→ Task instructions:
Which lines of the data below contain "insert"? Please show them all.

◆ ◆ ◆ ◆

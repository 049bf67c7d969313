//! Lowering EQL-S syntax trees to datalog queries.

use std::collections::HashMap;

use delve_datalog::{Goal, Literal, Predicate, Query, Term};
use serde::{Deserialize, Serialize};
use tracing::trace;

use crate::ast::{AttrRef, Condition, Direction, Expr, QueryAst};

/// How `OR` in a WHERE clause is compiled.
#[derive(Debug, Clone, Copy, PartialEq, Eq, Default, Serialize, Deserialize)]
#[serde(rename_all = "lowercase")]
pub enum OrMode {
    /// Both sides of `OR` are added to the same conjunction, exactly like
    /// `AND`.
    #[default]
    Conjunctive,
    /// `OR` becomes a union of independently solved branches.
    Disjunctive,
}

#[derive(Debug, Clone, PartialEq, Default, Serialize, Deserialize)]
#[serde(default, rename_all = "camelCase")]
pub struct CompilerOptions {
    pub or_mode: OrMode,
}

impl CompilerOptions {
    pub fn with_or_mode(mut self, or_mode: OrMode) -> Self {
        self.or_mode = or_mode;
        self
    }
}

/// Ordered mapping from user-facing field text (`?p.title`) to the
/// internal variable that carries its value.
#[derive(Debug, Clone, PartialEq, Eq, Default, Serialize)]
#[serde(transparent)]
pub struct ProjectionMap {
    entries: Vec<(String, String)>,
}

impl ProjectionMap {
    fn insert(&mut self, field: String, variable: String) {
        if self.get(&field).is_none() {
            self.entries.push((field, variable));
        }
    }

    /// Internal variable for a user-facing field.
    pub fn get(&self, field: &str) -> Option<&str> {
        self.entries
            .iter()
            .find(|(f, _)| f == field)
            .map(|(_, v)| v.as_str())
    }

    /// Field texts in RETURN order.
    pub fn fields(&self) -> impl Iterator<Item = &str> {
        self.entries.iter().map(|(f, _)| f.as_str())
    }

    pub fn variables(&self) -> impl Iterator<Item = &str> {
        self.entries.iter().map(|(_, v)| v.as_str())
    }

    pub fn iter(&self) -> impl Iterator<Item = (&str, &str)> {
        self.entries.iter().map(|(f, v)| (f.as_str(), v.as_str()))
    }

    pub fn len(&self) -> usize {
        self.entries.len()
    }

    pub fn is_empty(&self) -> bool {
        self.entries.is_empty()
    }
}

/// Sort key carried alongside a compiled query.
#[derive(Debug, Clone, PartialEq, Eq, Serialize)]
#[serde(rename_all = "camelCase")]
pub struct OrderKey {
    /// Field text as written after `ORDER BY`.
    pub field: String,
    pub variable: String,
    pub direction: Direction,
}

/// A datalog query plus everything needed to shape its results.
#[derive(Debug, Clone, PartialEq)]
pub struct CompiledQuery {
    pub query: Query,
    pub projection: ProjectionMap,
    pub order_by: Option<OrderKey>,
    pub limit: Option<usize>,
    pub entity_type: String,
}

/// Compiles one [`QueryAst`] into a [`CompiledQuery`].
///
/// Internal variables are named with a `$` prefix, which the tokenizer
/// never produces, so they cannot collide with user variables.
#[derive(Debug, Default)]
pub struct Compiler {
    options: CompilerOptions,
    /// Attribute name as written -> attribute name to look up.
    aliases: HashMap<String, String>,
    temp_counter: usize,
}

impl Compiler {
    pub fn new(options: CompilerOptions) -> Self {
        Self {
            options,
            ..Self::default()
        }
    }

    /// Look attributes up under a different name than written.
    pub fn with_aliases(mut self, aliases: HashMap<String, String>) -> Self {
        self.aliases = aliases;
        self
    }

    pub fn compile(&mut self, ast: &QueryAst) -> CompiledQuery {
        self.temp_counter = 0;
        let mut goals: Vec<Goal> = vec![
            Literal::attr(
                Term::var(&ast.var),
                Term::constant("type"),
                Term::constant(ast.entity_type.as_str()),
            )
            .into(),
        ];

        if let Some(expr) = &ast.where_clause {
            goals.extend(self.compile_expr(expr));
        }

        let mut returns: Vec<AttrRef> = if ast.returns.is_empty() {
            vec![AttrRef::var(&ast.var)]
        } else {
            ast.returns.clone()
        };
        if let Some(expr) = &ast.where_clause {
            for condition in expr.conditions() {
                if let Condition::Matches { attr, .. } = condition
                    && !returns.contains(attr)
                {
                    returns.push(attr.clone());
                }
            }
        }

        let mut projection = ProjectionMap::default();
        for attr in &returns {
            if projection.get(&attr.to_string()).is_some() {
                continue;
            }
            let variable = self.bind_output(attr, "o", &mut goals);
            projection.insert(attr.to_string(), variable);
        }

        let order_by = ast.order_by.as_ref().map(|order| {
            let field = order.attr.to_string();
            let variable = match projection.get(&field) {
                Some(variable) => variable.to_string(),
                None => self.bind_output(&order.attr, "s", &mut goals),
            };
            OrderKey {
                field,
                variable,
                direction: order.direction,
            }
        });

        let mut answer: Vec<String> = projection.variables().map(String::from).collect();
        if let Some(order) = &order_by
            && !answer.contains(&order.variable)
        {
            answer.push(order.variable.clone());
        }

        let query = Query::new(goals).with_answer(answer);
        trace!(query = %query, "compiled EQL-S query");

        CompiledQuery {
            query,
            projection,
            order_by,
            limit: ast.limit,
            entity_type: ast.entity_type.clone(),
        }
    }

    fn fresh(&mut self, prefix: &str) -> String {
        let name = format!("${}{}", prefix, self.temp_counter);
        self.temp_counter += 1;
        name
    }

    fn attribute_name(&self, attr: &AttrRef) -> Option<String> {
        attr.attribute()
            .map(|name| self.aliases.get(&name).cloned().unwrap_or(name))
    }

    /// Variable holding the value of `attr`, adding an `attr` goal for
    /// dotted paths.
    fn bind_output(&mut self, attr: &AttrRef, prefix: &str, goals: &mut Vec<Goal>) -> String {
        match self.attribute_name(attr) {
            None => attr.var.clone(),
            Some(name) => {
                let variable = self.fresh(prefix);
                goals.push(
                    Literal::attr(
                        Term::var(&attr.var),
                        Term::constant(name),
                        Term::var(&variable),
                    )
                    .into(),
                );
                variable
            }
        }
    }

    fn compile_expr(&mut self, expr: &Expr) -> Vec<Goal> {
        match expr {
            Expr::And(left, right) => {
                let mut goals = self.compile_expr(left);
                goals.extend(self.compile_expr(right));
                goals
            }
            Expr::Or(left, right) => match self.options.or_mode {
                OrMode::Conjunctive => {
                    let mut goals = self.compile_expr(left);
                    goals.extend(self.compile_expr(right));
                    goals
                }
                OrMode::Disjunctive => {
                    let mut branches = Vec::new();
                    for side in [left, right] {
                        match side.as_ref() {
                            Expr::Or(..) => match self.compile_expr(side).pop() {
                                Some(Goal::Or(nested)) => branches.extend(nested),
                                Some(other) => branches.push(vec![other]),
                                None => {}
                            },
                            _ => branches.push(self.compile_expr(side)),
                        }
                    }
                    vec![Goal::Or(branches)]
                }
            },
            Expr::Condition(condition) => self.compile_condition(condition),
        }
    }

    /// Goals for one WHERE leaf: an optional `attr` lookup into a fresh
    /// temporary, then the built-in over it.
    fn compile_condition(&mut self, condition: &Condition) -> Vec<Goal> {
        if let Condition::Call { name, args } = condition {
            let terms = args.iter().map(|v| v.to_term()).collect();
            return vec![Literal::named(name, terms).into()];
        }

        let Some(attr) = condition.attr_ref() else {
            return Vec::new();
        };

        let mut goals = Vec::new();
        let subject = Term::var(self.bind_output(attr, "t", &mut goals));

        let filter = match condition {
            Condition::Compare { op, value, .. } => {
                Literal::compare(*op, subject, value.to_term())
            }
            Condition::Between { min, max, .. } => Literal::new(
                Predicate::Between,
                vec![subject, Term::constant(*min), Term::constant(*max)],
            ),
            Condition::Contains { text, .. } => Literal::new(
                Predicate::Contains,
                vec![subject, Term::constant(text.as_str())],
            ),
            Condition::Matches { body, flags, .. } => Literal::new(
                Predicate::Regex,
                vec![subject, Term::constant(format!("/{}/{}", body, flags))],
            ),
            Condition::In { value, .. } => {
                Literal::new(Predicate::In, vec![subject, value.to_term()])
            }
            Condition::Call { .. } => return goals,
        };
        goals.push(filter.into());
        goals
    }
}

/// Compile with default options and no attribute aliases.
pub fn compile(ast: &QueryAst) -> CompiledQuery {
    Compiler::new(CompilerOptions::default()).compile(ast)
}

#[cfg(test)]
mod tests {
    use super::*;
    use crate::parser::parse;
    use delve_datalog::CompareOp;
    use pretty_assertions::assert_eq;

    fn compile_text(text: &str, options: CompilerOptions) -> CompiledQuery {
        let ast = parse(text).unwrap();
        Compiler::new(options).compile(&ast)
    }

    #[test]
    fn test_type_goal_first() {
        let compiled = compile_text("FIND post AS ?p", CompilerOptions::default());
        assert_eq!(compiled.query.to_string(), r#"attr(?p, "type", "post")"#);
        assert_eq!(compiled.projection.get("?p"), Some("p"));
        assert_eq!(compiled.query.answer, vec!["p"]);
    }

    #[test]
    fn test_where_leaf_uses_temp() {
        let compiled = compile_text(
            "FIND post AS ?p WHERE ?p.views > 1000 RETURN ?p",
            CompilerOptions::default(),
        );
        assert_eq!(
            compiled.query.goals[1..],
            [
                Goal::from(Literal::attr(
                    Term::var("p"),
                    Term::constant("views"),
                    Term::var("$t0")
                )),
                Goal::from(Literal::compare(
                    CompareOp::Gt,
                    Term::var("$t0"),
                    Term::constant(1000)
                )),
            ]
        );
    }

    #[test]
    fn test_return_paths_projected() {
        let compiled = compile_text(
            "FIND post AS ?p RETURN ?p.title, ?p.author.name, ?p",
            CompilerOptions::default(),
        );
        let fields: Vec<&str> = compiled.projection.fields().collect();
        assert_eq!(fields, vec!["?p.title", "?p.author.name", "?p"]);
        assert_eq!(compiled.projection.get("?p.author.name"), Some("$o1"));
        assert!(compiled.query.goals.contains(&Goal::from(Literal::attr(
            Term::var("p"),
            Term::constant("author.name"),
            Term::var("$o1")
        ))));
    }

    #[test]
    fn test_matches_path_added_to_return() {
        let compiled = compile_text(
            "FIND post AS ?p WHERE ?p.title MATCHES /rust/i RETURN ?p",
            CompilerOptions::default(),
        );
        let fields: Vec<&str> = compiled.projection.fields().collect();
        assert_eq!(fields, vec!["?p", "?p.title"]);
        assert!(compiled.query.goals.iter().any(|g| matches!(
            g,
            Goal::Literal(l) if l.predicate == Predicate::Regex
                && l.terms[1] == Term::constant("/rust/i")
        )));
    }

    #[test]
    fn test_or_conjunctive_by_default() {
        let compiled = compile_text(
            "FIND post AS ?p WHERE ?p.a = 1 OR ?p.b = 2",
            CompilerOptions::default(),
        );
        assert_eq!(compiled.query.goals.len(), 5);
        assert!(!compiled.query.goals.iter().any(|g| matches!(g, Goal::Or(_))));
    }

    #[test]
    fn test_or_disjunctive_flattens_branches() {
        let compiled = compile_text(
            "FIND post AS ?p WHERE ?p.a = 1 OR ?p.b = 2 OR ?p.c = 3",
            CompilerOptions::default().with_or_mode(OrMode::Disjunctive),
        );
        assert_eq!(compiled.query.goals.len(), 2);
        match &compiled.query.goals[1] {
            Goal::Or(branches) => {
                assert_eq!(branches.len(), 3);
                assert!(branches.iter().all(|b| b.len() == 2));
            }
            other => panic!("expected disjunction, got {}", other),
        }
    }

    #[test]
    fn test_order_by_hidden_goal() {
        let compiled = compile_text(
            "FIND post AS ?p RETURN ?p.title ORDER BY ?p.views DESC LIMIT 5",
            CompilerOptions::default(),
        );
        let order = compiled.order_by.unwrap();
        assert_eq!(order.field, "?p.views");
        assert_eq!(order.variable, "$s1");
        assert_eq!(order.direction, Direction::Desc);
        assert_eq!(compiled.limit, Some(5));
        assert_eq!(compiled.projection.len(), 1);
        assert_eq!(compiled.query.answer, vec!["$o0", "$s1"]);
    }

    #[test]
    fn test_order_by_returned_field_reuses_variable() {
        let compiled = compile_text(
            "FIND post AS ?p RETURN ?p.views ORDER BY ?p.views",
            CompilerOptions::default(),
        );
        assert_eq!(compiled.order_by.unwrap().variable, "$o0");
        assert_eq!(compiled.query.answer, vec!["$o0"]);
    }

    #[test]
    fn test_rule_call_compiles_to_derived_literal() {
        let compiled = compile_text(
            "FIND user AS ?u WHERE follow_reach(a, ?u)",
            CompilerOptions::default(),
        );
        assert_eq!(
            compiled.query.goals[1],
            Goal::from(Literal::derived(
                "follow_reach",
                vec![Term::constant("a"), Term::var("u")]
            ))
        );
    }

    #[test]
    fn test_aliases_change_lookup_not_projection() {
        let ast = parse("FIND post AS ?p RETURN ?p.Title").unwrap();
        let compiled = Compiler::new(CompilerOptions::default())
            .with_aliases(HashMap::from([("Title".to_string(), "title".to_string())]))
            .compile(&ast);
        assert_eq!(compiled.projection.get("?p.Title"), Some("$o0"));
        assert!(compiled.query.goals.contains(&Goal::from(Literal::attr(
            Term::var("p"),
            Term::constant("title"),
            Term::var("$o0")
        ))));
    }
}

◆ ◆ ◆ ◆

→ Exercise answer:
    fn insert(&mut self, field: String, variable: String) {
            projection.insert(attr.to_string(), variable);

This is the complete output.